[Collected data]
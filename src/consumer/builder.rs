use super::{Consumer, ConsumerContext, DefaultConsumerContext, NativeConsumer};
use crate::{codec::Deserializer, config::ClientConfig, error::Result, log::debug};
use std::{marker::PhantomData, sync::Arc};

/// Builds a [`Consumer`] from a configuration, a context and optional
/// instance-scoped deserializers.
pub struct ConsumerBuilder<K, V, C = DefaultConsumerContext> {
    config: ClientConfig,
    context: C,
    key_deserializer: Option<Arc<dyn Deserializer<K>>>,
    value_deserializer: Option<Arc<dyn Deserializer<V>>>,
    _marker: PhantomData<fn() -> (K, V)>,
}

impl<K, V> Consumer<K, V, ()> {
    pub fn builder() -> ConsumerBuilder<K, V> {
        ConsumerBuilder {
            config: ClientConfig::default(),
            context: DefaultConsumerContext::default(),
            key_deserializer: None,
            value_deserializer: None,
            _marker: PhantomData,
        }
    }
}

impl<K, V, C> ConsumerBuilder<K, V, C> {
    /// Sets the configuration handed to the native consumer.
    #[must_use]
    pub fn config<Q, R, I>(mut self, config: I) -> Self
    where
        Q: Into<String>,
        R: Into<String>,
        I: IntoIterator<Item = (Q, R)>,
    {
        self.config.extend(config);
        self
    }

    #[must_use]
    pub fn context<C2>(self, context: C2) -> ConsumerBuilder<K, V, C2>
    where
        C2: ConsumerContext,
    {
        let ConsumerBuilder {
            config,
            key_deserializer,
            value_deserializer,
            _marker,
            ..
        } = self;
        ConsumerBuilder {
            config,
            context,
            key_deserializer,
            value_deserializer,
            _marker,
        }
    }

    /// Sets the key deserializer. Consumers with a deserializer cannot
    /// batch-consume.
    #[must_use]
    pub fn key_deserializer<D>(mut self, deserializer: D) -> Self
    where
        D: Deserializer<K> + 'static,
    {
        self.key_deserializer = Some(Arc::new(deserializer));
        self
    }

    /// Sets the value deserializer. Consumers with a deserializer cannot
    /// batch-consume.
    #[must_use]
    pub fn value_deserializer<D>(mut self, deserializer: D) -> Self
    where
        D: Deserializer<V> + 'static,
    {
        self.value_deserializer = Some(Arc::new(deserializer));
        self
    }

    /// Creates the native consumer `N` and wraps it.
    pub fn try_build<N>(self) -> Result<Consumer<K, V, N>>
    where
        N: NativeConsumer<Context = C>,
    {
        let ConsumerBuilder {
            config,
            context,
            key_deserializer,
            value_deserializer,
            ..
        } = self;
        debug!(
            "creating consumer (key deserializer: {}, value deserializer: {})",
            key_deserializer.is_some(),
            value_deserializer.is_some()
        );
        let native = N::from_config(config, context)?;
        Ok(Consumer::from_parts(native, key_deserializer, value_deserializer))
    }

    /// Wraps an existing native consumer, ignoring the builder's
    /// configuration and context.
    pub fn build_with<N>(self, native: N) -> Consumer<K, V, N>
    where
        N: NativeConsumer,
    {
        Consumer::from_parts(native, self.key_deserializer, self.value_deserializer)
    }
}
==
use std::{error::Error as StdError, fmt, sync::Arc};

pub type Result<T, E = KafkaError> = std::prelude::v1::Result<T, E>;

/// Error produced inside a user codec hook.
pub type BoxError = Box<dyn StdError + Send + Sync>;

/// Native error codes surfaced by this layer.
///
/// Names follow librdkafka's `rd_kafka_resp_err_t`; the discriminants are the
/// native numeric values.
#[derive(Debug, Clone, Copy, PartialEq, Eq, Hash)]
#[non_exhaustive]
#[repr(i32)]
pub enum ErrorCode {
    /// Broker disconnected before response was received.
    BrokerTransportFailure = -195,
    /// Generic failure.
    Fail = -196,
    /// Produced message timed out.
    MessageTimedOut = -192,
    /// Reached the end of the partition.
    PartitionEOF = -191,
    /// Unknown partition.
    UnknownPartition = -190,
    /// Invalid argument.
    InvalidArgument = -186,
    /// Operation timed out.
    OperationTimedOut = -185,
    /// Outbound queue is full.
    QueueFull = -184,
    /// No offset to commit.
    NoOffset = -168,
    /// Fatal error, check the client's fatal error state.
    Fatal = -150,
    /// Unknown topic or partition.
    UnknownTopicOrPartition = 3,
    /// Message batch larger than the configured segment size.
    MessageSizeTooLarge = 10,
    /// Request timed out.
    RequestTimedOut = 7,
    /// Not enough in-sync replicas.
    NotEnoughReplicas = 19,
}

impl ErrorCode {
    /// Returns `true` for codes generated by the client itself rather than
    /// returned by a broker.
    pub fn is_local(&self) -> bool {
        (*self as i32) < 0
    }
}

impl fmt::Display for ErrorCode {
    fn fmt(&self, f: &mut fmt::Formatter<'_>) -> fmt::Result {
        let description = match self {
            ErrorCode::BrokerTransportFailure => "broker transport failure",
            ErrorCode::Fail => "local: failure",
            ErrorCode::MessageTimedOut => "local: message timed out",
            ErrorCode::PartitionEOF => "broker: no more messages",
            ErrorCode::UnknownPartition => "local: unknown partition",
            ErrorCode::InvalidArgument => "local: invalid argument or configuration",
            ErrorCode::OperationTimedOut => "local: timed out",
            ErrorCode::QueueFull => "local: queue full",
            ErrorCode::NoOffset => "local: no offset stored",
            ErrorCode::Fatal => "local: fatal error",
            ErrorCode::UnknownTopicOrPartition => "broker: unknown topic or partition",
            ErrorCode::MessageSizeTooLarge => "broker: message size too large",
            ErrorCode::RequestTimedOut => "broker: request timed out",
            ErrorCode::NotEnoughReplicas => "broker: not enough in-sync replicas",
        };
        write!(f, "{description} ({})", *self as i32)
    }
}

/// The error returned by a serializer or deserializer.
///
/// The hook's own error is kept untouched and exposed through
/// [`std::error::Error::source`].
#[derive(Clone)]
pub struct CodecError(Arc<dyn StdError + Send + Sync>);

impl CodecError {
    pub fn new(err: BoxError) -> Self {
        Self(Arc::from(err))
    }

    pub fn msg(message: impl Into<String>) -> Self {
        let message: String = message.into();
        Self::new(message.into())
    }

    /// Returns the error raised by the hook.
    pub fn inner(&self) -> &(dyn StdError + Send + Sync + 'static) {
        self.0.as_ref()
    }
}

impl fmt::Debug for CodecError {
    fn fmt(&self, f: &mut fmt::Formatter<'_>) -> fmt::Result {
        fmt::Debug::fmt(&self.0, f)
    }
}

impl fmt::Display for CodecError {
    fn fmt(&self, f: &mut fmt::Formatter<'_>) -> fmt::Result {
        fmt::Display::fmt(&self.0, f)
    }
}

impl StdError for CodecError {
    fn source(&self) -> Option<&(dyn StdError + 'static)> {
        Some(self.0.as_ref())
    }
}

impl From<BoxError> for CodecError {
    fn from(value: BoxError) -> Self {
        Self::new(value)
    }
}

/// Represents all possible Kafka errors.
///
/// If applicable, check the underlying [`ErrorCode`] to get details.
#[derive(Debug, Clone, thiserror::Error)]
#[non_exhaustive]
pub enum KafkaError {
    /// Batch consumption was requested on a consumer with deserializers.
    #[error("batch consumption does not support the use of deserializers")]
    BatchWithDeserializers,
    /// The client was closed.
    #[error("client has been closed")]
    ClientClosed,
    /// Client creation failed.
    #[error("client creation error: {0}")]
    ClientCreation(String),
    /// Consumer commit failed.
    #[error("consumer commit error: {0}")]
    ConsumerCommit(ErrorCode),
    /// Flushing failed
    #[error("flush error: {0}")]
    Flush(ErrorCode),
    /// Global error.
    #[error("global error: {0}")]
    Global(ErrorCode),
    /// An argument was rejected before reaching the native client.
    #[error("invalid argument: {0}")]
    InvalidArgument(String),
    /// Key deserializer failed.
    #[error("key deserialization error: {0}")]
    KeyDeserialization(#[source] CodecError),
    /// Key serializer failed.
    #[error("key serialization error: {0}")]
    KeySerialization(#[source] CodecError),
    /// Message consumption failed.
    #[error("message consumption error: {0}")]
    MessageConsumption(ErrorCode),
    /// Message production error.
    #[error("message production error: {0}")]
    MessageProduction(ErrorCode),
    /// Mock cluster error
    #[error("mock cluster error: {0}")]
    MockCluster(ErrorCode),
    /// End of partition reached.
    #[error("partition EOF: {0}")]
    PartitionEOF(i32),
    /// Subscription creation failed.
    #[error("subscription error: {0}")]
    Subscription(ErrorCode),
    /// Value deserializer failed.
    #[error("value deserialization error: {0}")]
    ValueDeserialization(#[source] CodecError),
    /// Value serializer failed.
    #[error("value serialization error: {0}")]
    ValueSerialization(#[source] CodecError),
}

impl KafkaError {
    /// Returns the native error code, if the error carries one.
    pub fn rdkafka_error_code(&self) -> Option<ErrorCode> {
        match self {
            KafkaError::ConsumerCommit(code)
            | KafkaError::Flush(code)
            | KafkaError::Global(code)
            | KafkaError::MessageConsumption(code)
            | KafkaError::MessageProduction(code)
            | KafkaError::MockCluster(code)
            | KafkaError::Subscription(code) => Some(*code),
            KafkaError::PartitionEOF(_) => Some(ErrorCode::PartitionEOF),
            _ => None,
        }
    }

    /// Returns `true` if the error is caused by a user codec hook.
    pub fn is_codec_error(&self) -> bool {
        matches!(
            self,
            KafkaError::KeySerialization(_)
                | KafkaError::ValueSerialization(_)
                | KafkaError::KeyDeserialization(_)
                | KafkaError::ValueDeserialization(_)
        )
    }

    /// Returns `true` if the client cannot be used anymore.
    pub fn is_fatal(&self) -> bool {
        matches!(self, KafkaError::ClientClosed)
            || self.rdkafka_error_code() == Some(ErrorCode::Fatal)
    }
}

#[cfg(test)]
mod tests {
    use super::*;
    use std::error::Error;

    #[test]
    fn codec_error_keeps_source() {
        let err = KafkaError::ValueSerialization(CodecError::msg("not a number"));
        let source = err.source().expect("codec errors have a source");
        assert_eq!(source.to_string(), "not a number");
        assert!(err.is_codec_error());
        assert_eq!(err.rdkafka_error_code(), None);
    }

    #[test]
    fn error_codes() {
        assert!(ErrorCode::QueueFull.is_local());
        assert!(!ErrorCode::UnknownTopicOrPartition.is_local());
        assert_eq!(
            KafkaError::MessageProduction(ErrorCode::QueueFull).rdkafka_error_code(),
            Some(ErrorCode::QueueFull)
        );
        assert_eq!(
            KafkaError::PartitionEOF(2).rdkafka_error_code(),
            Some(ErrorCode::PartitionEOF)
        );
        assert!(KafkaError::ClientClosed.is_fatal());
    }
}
---
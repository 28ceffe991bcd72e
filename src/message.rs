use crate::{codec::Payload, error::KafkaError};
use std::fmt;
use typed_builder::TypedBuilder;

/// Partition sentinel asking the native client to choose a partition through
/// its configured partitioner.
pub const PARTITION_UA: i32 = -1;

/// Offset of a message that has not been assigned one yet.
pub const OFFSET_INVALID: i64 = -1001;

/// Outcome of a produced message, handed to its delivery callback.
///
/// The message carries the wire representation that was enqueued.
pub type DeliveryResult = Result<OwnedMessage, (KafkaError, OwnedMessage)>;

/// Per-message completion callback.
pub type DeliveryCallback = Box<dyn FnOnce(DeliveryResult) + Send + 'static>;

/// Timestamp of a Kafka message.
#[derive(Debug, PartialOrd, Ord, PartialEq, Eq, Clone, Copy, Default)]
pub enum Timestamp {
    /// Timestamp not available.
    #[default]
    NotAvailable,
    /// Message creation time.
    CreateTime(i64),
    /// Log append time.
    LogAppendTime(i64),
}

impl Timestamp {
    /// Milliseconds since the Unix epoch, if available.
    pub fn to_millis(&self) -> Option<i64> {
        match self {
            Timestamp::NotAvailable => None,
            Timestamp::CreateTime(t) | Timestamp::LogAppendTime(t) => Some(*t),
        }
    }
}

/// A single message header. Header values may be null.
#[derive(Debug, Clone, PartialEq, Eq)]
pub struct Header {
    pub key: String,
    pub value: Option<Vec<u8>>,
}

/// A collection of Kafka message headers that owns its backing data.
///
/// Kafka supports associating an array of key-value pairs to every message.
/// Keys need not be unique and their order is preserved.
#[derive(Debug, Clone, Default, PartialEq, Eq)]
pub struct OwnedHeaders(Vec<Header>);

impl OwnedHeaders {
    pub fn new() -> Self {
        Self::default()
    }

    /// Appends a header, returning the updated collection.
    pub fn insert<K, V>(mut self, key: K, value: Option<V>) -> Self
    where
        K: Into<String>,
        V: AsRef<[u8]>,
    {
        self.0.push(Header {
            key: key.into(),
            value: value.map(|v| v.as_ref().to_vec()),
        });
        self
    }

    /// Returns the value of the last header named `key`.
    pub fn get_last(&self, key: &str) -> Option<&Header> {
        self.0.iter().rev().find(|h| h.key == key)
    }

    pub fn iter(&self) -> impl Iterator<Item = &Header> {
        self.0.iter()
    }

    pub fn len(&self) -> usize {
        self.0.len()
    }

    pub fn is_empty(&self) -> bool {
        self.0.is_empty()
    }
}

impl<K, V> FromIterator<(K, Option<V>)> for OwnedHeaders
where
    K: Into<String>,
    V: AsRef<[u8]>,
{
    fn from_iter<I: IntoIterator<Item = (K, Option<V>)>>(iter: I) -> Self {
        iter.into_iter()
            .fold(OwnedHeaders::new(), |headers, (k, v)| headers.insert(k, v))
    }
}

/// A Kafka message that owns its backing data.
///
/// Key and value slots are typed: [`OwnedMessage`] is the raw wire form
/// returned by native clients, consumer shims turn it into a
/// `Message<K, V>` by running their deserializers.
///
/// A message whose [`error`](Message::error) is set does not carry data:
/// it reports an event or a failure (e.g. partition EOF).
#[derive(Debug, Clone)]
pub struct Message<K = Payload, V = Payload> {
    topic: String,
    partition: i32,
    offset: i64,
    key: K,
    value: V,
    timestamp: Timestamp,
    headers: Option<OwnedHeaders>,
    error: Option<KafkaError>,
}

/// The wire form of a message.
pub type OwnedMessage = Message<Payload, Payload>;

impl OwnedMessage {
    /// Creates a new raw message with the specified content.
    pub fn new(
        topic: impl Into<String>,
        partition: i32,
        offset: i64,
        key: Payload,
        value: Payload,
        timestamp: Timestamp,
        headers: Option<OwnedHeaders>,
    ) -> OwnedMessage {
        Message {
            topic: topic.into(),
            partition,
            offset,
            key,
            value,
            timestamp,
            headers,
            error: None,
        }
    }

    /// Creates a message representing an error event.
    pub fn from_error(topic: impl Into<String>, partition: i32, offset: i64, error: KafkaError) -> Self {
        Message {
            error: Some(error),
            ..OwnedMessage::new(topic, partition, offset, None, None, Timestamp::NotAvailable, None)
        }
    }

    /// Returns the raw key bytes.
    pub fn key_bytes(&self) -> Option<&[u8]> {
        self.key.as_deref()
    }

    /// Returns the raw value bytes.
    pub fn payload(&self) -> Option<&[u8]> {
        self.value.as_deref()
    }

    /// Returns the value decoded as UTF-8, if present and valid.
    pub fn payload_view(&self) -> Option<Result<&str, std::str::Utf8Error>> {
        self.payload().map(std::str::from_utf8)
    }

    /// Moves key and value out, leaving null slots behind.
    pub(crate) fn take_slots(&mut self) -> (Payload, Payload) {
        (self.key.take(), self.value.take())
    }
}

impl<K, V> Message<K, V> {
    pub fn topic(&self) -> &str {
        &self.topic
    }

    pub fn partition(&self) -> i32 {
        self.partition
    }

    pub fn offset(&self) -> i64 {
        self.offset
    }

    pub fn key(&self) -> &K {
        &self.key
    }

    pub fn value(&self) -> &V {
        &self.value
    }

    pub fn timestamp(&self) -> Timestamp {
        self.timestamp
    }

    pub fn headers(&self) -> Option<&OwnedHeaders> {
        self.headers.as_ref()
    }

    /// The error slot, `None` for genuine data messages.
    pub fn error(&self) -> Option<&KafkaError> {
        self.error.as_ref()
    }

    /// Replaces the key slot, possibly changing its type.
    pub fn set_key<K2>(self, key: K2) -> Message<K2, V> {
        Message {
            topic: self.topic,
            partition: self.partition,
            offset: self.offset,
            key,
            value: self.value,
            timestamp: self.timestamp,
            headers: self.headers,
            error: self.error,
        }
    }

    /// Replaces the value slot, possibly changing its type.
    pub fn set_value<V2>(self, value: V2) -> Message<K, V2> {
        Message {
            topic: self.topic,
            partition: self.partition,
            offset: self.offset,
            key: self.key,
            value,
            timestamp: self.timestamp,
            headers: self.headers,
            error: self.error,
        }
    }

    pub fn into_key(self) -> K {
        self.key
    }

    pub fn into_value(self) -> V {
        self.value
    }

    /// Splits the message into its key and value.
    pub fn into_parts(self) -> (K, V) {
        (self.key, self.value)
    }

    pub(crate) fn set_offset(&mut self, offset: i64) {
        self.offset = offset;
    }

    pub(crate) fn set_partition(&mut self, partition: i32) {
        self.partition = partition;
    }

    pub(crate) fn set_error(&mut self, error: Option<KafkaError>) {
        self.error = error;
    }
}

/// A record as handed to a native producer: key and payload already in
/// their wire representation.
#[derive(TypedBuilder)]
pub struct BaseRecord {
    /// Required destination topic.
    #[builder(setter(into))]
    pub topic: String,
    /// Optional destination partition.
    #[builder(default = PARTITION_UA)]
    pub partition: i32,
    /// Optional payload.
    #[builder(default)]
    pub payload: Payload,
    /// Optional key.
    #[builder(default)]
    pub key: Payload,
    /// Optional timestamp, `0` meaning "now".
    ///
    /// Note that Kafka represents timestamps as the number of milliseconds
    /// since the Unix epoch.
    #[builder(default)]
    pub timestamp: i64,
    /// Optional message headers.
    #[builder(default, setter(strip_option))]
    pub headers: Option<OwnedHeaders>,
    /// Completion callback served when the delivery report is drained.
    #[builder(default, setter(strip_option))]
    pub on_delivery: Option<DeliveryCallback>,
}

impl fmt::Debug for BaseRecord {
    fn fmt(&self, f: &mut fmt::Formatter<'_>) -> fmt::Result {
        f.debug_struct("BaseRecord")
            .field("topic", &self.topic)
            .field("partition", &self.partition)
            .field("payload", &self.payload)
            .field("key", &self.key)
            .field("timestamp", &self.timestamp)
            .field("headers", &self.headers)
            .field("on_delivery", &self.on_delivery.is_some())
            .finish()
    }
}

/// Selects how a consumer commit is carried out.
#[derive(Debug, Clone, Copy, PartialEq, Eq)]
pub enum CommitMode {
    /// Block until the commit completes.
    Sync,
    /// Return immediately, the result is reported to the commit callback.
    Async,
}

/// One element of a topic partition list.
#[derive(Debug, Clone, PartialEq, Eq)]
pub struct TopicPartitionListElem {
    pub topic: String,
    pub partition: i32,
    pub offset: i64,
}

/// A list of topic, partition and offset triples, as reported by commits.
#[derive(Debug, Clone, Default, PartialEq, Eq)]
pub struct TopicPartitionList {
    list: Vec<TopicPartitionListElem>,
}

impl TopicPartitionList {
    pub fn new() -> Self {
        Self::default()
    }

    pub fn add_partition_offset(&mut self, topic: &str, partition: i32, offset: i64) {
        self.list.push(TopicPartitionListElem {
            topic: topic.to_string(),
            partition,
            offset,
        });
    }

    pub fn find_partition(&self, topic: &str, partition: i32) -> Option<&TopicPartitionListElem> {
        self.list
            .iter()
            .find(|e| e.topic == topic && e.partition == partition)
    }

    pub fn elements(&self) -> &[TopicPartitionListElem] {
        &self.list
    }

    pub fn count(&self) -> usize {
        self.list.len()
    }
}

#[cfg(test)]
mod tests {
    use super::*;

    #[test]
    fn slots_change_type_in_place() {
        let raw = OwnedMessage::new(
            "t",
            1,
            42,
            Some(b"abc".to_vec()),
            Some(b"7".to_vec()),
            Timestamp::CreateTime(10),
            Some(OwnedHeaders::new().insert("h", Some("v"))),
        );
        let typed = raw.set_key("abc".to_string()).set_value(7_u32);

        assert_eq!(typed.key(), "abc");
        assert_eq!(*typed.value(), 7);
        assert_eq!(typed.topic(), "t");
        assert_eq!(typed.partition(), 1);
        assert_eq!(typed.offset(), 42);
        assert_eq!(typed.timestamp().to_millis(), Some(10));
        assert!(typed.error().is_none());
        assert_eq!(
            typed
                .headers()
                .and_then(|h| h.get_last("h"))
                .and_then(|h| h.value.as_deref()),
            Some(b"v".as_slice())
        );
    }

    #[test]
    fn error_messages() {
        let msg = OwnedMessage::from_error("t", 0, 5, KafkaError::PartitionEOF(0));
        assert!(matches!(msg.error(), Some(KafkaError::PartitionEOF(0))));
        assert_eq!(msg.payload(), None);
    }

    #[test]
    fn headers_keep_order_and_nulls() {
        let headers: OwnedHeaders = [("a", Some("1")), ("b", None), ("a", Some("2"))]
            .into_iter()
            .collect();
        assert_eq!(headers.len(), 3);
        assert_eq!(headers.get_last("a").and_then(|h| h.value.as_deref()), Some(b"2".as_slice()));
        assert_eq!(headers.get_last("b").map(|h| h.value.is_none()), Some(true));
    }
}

* **What to do**
Write out every line of the entries that holds the word "usize".

* **Answer space**
    pub fn len(&self) -> usize {
    pub fn count(&self) -> usize {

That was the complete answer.